For each line below that holds "BTreeMap", return the line as it stands.

### Task material ###

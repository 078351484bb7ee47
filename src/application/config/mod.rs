pub mod cli_args;
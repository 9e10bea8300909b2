//! In-memory price store
//!
//! Applies the same grouping rules as the SQL query (UTC calendar days,
//! half-open window, ascending, sparse). Can be told to fail or to stall so
//! worker failure and timeout paths can be exercised without a database.

use async_trait::async_trait;
use chrono::{DateTime, NaiveDate, Utc};
use parking_lot::RwLock;
use rust_decimal::prelude::ToPrimitive;
use rust_decimal::Decimal;
use std::collections::BTreeMap;
use std::sync::atomic::{AtomicU64, Ordering};
use std::time::Duration;

use prices_common::{DailyAverage, PricePoint};

use super::{DailyAverageSource, RepositoryError, RepositoryResult};

#[derive(Default)]
pub struct InMemoryPriceStore {
    points: RwLock<Vec<PricePoint>>,
    failure: Option<String>,
    delay: Option<Duration>,
    queries: AtomicU64,
}

impl InMemoryPriceStore {
    pub fn new() -> Self {
        Self::default()
    }

    pub fn with_points(points: Vec<PricePoint>) -> Self {
        Self {
            points: RwLock::new(points),
            ..Self::default()
        }
    }

    /// Every query fails with [`RepositoryError::Unavailable`]
    pub fn with_failure(mut self, reason: impl Into<String>) -> Self {
        self.failure = Some(reason.into());
        self
    }

    /// Every query sleeps before answering
    pub fn with_delay(mut self, delay: Duration) -> Self {
        self.delay = Some(delay);
        self
    }

    pub fn insert(&self, point: PricePoint) {
        self.points.write().push(point);
    }

    /// Number of aggregation queries served (including failed ones)
    pub fn query_count(&self) -> u64 {
        self.queries.load(Ordering::SeqCst)
    }
}

#[async_trait]
impl DailyAverageSource for InMemoryPriceStore {
    async fn daily_averages(
        &self,
        start: DateTime<Utc>,
        end_exclusive: DateTime<Utc>,
    ) -> RepositoryResult<Vec<DailyAverage>> {
        self.queries.fetch_add(1, Ordering::SeqCst);

        if let Some(delay) = self.delay {
            tokio::time::sleep(delay).await;
        }
        if let Some(reason) = &self.failure {
            return Err(RepositoryError::Unavailable(reason.clone()));
        }

        let mut days: BTreeMap<NaiveDate, (Decimal, u32)> = BTreeMap::new();
        for point in self.points.read().iter() {
            if point.recorded_at < start || point.recorded_at >= end_exclusive {
                continue;
            }
            let entry = days
                .entry(point.recorded_at.date_naive())
                .or_insert((Decimal::ZERO, 0));
            entry.0 += point.price;
            entry.1 += 1;
        }

        days.into_iter()
            .map(|(date, (sum, count))| -> RepositoryResult<DailyAverage> {
                let average_price = (sum / Decimal::from(count)).to_f64().ok_or_else(|| {
                    RepositoryError::InvalidData(format!("average for {date} is not representable"))
                })?;
                Ok(DailyAverage {
                    date,
                    average_price,
                })
            })
            .collect()
    }
}

#[cfg(test)]
mod tests {
    use super::*;
    use chrono::TimeZone;
    use rust_decimal_macros::dec;

    fn at(y: i32, m: u32, d: u32, h: u32, min: u32, s: u32) -> DateTime<Utc> {
        Utc.with_ymd_and_hms(y, m, d, h, min, s).unwrap()
    }

    #[tokio::test]
    async fn test_groups_by_utc_day_in_order() {
        let store = InMemoryPriceStore::with_points(vec![
            PricePoint::new(at(2024, 1, 6, 9, 0, 0), dec!(30)),
            PricePoint::new(at(2024, 1, 5, 0, 0, 0), dec!(10)),
            PricePoint::new(at(2024, 1, 5, 23, 59, 59), dec!(20)),
        ]);

        let averages = store
            .daily_averages(at(2024, 1, 5, 0, 0, 0), at(2024, 1, 7, 0, 0, 0))
            .await
            .unwrap();

        assert_eq!(averages.len(), 2);
        assert_eq!(averages[0].date, NaiveDate::from_ymd_opt(2024, 1, 5).unwrap());
        assert_eq!(averages[0].average_price, 15.0);
        assert_eq!(averages[1].average_price, 30.0);
    }

    #[tokio::test]
    async fn test_end_bound_is_exclusive() {
        let store = InMemoryPriceStore::with_points(vec![PricePoint::new(
            at(2024, 1, 6, 0, 0, 0),
            dec!(99),
        )]);

        let averages = store
            .daily_averages(at(2024, 1, 5, 0, 0, 0), at(2024, 1, 6, 0, 0, 0))
            .await
            .unwrap();
        assert!(averages.is_empty());
    }

    #[tokio::test]
    async fn test_failure_mode() {
        let store = InMemoryPriceStore::new().with_failure("connection refused");
        let result = store
            .daily_averages(at(2024, 1, 5, 0, 0, 0), at(2024, 1, 6, 0, 0, 0))
            .await;

        assert!(matches!(result, Err(RepositoryError::Unavailable(_))));
        assert_eq!(store.query_count(), 1);
    }
}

###

## Result of this exercise
use std::collections::BTreeMap;
        let mut days: BTreeMap<NaiveDate, (Decimal, u32)> = BTreeMap::new();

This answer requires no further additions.